Ways that you can block the prosecution’s evidence
One of the best ways to attack the prosecution’s case is to block its evidence. Previously on the blog, we discussed how evidence can be suppressed after an illegal search and seizure, but that isn’t the only way that you can block the prosecution’s evidence. Here are some other options that may be at your fingertips:
- Missed depositions: To build the strongest defense possible, you’re going to have to know how the prosecution’s witnesses are going to testify. To obtain this knowledge, it’s best to depose these witnesses, which is the process where you take sworn testimony outside of court and prior to trial. But if you subpoena a witness to appear at a deposition and they fail to show up, you’re justified in asking the court to block that witness’s testimony. You’ll just need to file a motion with the court and argue how allowing that testimony will be unfair to you and your defense.
- Errors with chain of custody: Physical evidence, including drug paraphernalia and narcotics, have to be collected, transported, and stored in accordance with acceptable police practices. When mistakes are made in any step of the process, the validity of the evidence may be compromised. In these instances, you can again file a motion with the court and ask that the evidence be suppressed. Of course, this requires you to thoroughly assess how the chain of custody was handled.

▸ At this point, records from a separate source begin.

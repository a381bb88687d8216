use nalgebra::DVector;
use rmpc_app::{ClosedLoopDriver, HaltCause, LoopHalt};
use rmpc_control::{ControlError, InfeasibilityPolicy, MpcController, MpcSettings};
use rmpc_core::{Bounds, Real};
use rmpc_model::{Expr, Model};
use rmpc_sim::{Estimator, SimError, SimResult, Simulator, SimulatorSettings, StateFeedback};
use rmpc_solver::{Nlp, NlpSolver, SolveStatus, SolverOutput, SolverResult};
use std::sync::Arc;
use std::time::Duration;

/// Hands back the initial guess as `Solved` for the first `solved` calls,
/// then reports `Infeasible`.
struct FailsAfter {
    solved: usize,
    calls: usize,
}

impl NlpSolver for FailsAfter {
    fn solve(
        &mut self,
        nlp: &dyn Nlp,
        x0: &DVector<f64>,
        _: Option<&DVector<f64>>,
    ) -> SolverResult<SolverOutput> {
        let status = if self.calls < self.solved {
            SolveStatus::Solved
        } else {
            SolveStatus::Infeasible
        };
        self.calls += 1;
        Ok(SolverOutput {
            x: x0.clone(),
            multipliers: None,
            status,
            objective: nlp.objective(x0)?,
            constraint_violation: 0.0,
            iterations: 1,
            elapsed: Duration::ZERO,
        })
    }
}

fn integrator() -> Arc<Model> {
    let mut m = Model::continuous();
    let x = m.add_state("x").unwrap();
    let u = m.add_input_bounded("u", Bounds::new(0.0, 1.0)).unwrap();
    m.set_dynamics(x, Expr::new(move |pt| pt.u(u))).unwrap();
    m.finalize().unwrap();
    Arc::new(m)
}

fn controller(model: Arc<Model>, solver: Box<dyn NlpSolver>, policy: InfeasibilityPolicy) -> MpcController {
    let x = model.state_handle("x").unwrap();
    let settings = MpcSettings {
        n_horizon: 3,
        n_robust: 0,
        infeasibility_policy: policy,
        ..MpcSettings::default()
    };
    let mut c = MpcController::new(model, settings, solver);
    c.set_objective(None, Some(Expr::new(move |pt| -pt.x(x))))
        .unwrap();
    c.setup().unwrap();
    c
}

fn driver(model: Arc<Model>, solver: Box<dyn NlpSolver>, policy: InfeasibilityPolicy) -> ClosedLoopDriver {
    let sim = Simulator::new(model.clone(), SimulatorSettings::default()).unwrap();
    ClosedLoopDriver::new(
        controller(model, solver, policy),
        sim,
        Box::new(StateFeedback::new(1)),
        Box::new(|_t: Real| Vec::new()),
        vec![0.0],
    )
    .unwrap()
}

#[test]
fn infeasible_step_halts_with_its_index() {
    let k = 3;
    let model = integrator();
    let mut d = driver(
        model,
        Box::new(FailsAfter { solved: k, calls: 0 }),
        InfeasibilityPolicy::Surface,
    );

    let mut seen = Vec::new();
    let halt = d.run(10, |e| seen.push(e.step)).unwrap_err();
    assert_eq!(
        halt,
        LoopHalt {
            step: k,
            cause: HaltCause::NoAction {
                status: SolveStatus::Infeasible
            },
        }
    );
    assert_eq!(d.log().len(), k);
    assert_eq!(seen, vec![0, 1, 2]);
    assert!(d.log().entries().iter().all(|e| e.status == SolveStatus::Solved));
    assert_eq!(d.halted(), Some(&halt));

    // Halted loops stay halted.
    assert_eq!(d.step(), Err(halt));
    assert_eq!(d.log().len(), k);
}

#[test]
fn abort_policy_surfaces_controller_error() {
    let model = integrator();
    let mut d = driver(
        model,
        Box::new(FailsAfter { solved: 1, calls: 0 }),
        InfeasibilityPolicy::Abort,
    );
    let halt = d.run(5, |_| {}).unwrap_err();
    assert_eq!(halt.step, 1);
    assert_eq!(
        halt.cause,
        HaltCause::Controller(ControlError::Infeasible {
            step: 1,
            status: SolveStatus::Infeasible
        })
    );
    assert_eq!(d.log().len(), 1);
}

#[test]
fn hold_last_input_keeps_running_with_flagged_fallback() {
    let model = integrator();
    let mut d = driver(
        model,
        Box::new(FailsAfter { solved: 2, calls: 0 }),
        InfeasibilityPolicy::HoldLastInput,
    );
    d.run(4, |_| {}).unwrap();
    let entries = d.log().entries();
    assert_eq!(entries.len(), 4);
    assert!(!entries[1].fallback);
    assert!(entries[2].fallback && entries[3].fallback);
    assert_eq!(entries[2].status, SolveStatus::Infeasible);
    assert_eq!(entries[2].input, entries[1].input);
}

#[test]
fn log_records_state_seen_and_sampling_times() {
    let model = integrator();
    let mut d = driver(
        model,
        Box::new(FailsAfter {
            solved: usize::MAX,
            calls: 0,
        }),
        InfeasibilityPolicy::Surface,
    );
    d.run(3, |_| {}).unwrap();
    let times: Vec<Real> = d.log().entries().iter().map(|e| e.time).collect();
    assert_eq!(times, vec![0.0, 1.0, 2.0]);
    // The stub leaves the cold-start guess in place, which holds the
    // projected zero input, so the plant never moves.
    for e in d.log().entries() {
        assert_eq!(e.state, vec![0.0]);
        assert_eq!(e.input, vec![0.0]);
        assert!(e.snapshot.is_none());
    }
}

#[test]
fn simulator_failure_halts_before_logging() {
    // dx/dt = x^2 from x = 1 blows up inside the first period
    let mut m = Model::continuous();
    let x = m.add_state("x").unwrap();
    let _u = m.add_input_bounded("u", Bounds::new(0.0, 1.0)).unwrap();
    m.set_dynamics(x, Expr::new(move |pt| pt.x(x).powi(2))).unwrap();
    m.finalize().unwrap();
    let model = Arc::new(m);

    let settings = SimulatorSettings {
        t_step: 2.0,
        max_steps: 2_000,
        ..SimulatorSettings::default()
    };
    let sim = Simulator::new(model.clone(), settings).unwrap();
    let mut d = ClosedLoopDriver::new(
        controller(
            model,
            Box::new(FailsAfter {
                solved: usize::MAX,
                calls: 0,
            }),
            InfeasibilityPolicy::Surface,
        ),
        sim,
        Box::new(StateFeedback::new(1)),
        Box::new(|_t: Real| Vec::new()),
        vec![1.0],
    )
    .unwrap();

    let halt = d.step().unwrap_err();
    assert_eq!(halt.step, 0);
    assert!(matches!(
        halt.cause,
        HaltCause::Simulator(SimError::Integration { .. })
    ));
    assert!(d.log().is_empty());
}

/// Fails on its `n`-th call.
struct FlakyEstimator {
    n: usize,
    calls: usize,
}

impl Estimator for FlakyEstimator {
    fn make_step(&mut self, y: &[Real]) -> SimResult<Vec<Real>> {
        self.calls += 1;
        if self.calls == self.n {
            return Err(SimError::InvalidArg {
                what: "sensor dropout".to_string(),
            });
        }
        Ok(y.to_vec())
    }
}

#[test]
fn estimator_failure_drops_the_step() {
    let model = integrator();
    let sim = Simulator::new(model.clone(), SimulatorSettings::default()).unwrap();
    let mut d = ClosedLoopDriver::new(
        controller(
            model,
            Box::new(FailsAfter {
                solved: usize::MAX,
                calls: 0,
            }),
            InfeasibilityPolicy::Surface,
        ),
        sim,
        Box::new(FlakyEstimator { n: 2, calls: 0 }),
        Box::new(|_t: Real| Vec::new()),
        vec![0.0],
    )
    .unwrap();

    let halt = d.run(5, |_| {}).unwrap_err();
    assert_eq!(halt.step, 1);
    assert!(matches!(halt.cause, HaltCause::Estimator(_)));
    assert_eq!(d.log().len(), 1);
}

#[test]
fn driver_requires_a_set_up_controller() {
    let model = integrator();
    let c = MpcController::new(
        model.clone(),
        MpcSettings::default(),
        Box::new(FailsAfter { solved: 0, calls: 0 }),
    );
    let sim = Simulator::new(model, SimulatorSettings::default()).unwrap();
    assert!(
        ClosedLoopDriver::new(
            c,
            sim,
            Box::new(StateFeedback::new(1)),
            Box::new(|_t: Real| Vec::new()),
            vec![0.0],
        )
        .is_err()
    );
}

- Unfairly prejudicial evidence: The focus of your case should be on whether you committed the criminal act in question. Sometimes, though, the prosecution tries to use character evidence to show that you’re untrustworthy or have a history of criminal involvement. In many instances, this evidence has absolutely nothing to do with the charged crime and instead just taints the jury’s objectivity. So, if you think that some of the evidence being used against you unfairly portrays your character and your past activities, you might want to address that issue before trial and outside the presence of the jury.
- Errors in case presentation: At trial, the prosecution is going to have to follow the rules of evidence in order to take testimony and submit documentary exhibits into evidence. If you’re on your feet and know the law, you can make proper objections that could result in evidence being deemed inadmissible.
Do you need an aggressive advocate on your side?
A conviction for a drug-related crime can cause extensive damage to your life, from stripping you of your freedom and threatening your ability to obtain employment and appropriate housing in the future. With so much on the line, you owe it to yourself to present the strongest criminal defense possible.
An aggressive advocate who knows the law can help you determine the best way to attack the prosecution’s case and to try to block its evidence. Hopefully, with a strong litigator by your side, you can achieve the outcome that is right for you, thereby allowing you to turn the page on this difficult chapter in your life.